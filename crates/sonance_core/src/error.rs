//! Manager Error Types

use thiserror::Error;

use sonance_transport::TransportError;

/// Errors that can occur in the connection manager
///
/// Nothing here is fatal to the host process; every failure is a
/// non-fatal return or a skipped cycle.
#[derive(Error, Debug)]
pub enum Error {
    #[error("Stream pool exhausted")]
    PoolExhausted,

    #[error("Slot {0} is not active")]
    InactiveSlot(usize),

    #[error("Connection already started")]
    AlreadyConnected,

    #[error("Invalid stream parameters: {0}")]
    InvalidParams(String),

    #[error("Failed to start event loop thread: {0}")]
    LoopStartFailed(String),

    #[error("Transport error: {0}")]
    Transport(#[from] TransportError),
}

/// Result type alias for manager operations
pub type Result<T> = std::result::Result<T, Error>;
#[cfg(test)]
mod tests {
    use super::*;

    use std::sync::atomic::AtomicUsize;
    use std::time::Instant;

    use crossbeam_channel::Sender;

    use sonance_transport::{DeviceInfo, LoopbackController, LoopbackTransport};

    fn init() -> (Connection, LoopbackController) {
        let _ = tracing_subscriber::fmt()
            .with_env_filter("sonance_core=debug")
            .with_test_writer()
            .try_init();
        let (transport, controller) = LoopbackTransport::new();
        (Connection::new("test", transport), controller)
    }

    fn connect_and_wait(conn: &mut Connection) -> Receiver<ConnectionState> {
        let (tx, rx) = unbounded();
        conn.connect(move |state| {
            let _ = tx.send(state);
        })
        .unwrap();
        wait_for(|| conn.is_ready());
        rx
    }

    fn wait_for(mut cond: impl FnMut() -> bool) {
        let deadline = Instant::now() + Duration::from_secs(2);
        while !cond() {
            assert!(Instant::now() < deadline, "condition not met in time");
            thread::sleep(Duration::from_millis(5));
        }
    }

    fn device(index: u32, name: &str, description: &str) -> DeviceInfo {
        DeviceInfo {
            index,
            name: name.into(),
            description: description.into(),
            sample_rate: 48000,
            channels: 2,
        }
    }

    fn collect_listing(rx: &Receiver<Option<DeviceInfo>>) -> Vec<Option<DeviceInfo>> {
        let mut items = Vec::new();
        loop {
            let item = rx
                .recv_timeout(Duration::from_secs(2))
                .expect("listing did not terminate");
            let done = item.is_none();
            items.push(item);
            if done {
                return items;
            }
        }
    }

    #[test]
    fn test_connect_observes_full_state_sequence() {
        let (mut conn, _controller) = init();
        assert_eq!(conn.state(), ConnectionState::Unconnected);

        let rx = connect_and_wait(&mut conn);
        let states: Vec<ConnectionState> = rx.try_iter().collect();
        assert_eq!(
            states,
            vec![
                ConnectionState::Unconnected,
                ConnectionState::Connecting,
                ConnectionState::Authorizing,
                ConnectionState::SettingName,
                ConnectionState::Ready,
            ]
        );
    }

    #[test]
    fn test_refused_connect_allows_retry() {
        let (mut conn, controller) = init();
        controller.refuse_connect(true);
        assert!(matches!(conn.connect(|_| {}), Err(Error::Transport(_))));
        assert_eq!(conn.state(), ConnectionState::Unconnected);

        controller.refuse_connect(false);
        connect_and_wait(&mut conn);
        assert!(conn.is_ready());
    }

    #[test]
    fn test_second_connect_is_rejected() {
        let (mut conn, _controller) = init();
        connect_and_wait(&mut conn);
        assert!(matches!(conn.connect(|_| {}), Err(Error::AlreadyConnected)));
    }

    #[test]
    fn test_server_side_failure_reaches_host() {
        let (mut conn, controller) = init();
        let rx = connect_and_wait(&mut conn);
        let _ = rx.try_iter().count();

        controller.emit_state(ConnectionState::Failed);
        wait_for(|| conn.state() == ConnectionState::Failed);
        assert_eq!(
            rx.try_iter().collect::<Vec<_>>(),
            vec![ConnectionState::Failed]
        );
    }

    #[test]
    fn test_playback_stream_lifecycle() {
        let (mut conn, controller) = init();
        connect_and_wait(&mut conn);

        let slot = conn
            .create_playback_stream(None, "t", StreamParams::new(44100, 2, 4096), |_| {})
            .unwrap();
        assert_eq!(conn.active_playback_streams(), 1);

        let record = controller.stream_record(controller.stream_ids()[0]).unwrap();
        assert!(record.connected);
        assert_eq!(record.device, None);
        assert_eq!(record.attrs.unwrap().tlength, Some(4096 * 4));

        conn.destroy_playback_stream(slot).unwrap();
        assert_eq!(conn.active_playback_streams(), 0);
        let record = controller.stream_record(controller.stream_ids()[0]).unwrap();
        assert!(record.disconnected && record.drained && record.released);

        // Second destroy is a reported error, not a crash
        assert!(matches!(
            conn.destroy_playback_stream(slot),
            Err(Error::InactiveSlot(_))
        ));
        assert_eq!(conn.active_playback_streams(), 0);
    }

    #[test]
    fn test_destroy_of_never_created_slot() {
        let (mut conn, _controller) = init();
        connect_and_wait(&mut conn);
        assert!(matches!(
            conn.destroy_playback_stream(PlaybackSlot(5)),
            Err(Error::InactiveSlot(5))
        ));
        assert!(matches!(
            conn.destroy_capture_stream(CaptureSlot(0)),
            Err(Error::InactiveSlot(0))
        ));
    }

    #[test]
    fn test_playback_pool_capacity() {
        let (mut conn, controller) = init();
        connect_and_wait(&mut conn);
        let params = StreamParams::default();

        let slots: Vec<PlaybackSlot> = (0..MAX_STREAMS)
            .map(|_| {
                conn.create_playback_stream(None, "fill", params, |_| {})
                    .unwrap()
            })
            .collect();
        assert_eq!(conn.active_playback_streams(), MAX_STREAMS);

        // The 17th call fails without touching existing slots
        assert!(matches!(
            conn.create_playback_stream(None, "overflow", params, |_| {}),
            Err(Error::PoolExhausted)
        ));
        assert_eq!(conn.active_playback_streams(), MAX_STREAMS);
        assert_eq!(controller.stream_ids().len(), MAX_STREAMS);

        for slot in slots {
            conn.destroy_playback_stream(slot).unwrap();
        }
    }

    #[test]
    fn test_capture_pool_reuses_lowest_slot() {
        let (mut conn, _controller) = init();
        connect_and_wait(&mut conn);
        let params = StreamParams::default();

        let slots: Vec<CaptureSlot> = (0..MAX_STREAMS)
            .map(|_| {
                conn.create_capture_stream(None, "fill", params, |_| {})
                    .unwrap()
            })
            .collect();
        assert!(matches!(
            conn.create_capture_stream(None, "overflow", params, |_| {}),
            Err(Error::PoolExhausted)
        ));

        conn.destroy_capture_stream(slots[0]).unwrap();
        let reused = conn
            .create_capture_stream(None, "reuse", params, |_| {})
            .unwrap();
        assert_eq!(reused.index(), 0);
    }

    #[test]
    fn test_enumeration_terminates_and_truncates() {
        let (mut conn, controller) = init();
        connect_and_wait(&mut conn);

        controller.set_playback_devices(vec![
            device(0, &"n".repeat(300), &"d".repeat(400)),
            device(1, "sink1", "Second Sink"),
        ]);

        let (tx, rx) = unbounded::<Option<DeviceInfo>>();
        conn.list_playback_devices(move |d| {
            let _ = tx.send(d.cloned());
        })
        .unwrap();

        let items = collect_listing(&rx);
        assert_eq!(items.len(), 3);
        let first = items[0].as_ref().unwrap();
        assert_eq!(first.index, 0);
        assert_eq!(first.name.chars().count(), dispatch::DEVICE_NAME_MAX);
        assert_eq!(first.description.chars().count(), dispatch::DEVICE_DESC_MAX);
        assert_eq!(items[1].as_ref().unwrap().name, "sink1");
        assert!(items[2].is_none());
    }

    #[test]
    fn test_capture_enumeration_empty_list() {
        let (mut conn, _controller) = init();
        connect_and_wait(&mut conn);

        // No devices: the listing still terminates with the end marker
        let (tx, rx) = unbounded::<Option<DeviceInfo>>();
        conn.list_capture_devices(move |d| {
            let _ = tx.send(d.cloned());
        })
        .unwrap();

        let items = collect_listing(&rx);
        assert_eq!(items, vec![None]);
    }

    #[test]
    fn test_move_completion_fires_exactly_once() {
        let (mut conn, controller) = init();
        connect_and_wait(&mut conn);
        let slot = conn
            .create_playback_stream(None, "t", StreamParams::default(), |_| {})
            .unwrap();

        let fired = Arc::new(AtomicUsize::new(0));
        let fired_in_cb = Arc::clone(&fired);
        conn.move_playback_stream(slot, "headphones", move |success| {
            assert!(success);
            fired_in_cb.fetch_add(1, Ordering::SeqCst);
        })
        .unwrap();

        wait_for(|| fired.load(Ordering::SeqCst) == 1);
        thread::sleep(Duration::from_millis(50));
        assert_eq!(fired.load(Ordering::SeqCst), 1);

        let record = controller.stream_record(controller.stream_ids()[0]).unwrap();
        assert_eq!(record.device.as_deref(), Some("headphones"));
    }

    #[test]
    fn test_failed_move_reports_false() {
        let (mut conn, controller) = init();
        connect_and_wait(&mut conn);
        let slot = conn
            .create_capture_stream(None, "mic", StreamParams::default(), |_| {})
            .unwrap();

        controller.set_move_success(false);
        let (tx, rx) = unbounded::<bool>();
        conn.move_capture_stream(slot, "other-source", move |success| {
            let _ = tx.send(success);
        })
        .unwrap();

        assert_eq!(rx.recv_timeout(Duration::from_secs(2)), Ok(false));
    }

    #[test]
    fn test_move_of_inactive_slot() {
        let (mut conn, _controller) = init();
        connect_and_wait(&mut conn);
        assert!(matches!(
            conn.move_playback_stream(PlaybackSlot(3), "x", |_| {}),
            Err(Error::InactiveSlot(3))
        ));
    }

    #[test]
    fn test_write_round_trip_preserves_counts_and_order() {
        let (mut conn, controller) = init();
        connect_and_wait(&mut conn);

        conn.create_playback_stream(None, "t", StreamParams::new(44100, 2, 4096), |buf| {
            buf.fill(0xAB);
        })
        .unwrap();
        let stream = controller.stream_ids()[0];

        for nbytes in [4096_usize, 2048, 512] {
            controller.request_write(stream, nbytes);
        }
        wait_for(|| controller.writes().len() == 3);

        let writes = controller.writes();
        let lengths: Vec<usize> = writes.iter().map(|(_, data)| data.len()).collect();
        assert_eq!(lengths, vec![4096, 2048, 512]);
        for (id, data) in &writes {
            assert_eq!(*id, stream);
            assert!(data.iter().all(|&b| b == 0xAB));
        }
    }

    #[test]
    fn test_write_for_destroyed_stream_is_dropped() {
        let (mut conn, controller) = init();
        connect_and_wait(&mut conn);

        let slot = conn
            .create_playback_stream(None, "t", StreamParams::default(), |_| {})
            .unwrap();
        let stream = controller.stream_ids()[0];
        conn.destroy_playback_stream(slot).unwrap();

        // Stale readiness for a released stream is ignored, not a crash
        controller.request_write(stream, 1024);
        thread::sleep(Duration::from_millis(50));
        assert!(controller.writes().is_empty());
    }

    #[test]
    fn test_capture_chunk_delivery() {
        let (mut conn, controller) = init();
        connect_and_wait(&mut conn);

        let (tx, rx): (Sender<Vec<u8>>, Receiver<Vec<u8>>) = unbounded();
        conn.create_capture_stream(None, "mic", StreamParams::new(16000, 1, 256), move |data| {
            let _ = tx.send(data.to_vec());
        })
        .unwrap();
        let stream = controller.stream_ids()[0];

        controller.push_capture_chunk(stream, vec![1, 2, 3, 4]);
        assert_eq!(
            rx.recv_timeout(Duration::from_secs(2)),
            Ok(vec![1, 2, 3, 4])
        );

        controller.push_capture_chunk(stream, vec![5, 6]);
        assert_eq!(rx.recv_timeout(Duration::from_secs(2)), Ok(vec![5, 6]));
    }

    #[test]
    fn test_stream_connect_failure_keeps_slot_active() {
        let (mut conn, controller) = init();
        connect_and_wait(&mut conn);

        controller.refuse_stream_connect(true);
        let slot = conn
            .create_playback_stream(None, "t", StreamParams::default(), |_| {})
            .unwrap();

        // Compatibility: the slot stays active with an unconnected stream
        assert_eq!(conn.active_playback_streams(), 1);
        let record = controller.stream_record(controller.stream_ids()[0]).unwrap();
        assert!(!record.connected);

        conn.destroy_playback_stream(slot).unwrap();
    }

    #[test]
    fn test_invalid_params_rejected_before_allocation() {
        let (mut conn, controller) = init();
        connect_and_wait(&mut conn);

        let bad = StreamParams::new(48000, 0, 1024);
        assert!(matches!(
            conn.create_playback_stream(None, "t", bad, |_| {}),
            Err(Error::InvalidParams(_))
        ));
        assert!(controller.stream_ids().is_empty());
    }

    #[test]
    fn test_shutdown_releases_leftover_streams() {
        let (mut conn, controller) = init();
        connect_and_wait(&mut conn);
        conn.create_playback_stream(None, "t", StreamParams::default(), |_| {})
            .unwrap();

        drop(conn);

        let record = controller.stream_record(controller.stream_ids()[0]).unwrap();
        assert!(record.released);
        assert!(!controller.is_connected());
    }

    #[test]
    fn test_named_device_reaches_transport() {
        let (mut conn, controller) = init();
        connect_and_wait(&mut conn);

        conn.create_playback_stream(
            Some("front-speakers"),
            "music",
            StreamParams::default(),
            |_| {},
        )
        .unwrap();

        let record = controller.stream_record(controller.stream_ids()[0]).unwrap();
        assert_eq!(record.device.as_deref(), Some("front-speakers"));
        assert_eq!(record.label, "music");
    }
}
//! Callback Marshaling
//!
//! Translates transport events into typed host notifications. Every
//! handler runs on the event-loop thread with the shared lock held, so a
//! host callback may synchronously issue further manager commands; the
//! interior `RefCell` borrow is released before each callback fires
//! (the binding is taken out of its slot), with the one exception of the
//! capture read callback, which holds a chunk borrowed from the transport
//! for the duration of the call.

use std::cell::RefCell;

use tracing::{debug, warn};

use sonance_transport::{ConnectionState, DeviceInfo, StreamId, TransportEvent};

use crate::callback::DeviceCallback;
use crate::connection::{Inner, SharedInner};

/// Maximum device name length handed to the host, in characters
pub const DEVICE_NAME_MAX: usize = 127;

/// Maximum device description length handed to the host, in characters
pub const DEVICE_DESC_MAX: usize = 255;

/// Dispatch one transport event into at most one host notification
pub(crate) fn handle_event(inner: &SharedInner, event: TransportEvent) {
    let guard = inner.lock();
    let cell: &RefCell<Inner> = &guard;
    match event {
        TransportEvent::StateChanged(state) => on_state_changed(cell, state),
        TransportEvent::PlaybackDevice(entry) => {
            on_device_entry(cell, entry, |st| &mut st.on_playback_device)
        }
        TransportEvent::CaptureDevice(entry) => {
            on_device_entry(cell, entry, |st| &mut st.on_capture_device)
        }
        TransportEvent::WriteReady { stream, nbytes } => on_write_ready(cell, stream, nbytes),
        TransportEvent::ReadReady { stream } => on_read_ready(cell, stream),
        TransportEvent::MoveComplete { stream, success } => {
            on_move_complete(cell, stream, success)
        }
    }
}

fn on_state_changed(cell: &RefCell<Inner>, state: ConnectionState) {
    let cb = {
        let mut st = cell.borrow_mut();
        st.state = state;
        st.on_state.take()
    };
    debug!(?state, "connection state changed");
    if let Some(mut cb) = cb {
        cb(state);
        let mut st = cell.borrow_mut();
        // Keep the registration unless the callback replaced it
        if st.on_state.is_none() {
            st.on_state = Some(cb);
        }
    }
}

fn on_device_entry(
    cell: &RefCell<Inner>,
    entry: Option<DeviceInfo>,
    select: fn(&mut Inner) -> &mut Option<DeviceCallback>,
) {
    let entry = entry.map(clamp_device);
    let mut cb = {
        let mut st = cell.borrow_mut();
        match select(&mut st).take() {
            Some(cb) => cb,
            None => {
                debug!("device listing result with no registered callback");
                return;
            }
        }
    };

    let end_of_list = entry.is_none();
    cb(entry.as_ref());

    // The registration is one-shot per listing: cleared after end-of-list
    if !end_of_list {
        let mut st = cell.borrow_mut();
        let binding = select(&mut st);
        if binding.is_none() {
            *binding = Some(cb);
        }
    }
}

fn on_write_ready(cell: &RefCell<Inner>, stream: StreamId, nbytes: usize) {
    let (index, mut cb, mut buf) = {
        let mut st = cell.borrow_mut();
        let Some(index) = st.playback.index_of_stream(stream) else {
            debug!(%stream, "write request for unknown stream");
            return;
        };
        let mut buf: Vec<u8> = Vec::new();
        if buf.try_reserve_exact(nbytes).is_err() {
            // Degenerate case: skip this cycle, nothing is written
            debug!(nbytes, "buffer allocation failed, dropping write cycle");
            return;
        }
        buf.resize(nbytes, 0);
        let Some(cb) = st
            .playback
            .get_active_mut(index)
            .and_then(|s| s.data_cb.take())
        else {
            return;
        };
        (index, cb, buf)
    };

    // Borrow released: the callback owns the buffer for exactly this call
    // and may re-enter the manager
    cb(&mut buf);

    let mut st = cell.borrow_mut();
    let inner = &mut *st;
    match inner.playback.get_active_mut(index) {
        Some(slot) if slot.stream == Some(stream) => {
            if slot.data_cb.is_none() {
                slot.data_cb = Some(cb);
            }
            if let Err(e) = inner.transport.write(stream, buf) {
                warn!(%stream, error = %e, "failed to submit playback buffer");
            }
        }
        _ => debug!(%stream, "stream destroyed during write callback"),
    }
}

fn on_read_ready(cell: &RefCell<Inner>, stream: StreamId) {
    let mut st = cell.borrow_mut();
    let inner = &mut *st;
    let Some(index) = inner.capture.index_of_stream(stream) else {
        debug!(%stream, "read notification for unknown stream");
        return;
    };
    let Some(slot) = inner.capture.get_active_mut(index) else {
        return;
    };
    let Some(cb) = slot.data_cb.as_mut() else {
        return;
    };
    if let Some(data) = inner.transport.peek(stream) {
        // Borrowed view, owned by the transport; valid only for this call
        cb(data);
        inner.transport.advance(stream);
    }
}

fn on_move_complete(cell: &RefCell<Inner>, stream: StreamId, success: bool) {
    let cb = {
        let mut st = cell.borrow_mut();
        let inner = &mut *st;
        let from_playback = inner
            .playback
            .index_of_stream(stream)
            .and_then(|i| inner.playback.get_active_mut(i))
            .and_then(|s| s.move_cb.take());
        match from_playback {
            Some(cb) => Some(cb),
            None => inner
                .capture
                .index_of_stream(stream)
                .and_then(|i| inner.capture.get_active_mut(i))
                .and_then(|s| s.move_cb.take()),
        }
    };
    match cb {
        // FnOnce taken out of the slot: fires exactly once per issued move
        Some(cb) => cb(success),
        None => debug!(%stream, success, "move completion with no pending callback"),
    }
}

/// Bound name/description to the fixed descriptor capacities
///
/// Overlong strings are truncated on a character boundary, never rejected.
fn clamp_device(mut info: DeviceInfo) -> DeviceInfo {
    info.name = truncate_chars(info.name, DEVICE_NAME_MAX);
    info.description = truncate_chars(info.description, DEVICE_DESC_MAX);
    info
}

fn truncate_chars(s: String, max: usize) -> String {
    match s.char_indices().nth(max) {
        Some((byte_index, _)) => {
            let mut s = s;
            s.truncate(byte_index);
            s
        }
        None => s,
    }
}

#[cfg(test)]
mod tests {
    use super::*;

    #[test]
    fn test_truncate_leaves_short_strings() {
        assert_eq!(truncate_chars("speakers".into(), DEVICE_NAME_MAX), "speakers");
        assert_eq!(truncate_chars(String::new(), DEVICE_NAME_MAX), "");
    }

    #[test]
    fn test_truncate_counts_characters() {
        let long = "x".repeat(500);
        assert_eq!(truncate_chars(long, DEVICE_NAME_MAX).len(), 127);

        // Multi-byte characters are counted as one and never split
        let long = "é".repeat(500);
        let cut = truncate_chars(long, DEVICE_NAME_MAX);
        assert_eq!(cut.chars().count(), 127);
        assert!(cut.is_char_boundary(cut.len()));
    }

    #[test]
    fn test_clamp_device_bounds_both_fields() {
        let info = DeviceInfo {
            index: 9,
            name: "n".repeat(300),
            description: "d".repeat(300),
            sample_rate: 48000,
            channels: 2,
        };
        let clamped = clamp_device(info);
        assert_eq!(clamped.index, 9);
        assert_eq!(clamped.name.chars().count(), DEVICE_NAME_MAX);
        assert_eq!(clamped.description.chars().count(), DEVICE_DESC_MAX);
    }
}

——————————

• **TO DO**
Where in the records above does the word "lengths" appear? Copy each line that holds it.

• **RESPONSE TO THE EXERCISE**
        let lengths: Vec<usize> = writes.iter().map(|(_, data)| data.len()).collect();
        assert_eq!(lengths, vec![4096, 2048, 512]);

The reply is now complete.